Looking forward to the peak autumn selling period, an apparent early marketing profile could result in supplies proving relatively tighter as the season progresses.

Macdonald said: “On the demand side, the future trade relationship between the UK and EU is likely to factor as processors begin to negotiate export contracts with a delivery date into the New Year.

“Last autumn, we saw a significant lift in the lamb trade as soon as the October 31st deadline was extended, providing certainty around trading conditions.”

However, even with an agreement in place, UK exporters and EU importers will have to adapt to new administrative procedures, with technicalities, such as certification and labelling rules, potentially not being finalised until late in the year.

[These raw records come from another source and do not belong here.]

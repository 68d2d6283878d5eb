use flushcache::cache::FlushCache;
use std::time::Duration;
use tokio::time::sleep;

#[tokio::main]
async fn main() {
    tracing_subscriber::fmt()
        .with_env_filter(tracing_subscriber::EnvFilter::from_default_env())
        .init();

    let mut cache = FlushCache::new();
    cache.put("1", "apple");
    cache.put("2", "banana");
    println!("{:?}", cache.info()); // size: 2

    cache.set_flush_interval(Some(250.0)).unwrap();
    sleep(Duration::from_millis(400)).await;
    println!("{:?}", cache.info()); // size: 0

    cache.put("3", "cherry");
    cache.set_flush_interval(None).unwrap();
    sleep(Duration::from_millis(400)).await;
    println!("{:?}", cache.info()); // size: 1, flush stopped

    println!("{:?}", cache.set_flush_interval(Some(-1.0))); // Err(NotPositive)
}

Macdonald said: “If an agreement is not reached in time, importers will have to factor in significant tariffs when bidding for UK lamb.”

He added that it is too early to tell if this uncertainty will have an impact on the store lamb market given that trading is barely underway, with volumes at only around 10% of their autumn peak in the final week of July.  However, last autumn, store prices did hold up well at the early sales despite the uncertainty surrounding the market conditions that finished store lambs would be sold into.

“Market data from the final week in July does suggest that the early trade has been buoyed by the strong market for finished lambs.

“For example, the average price paid for Texels, which accounted for the bulk of sales last week, was just under £72.50 compared to nearly £61 in the same week of 2019 (+19.4%), and numbers were significantly higher,” Macdonald concluded.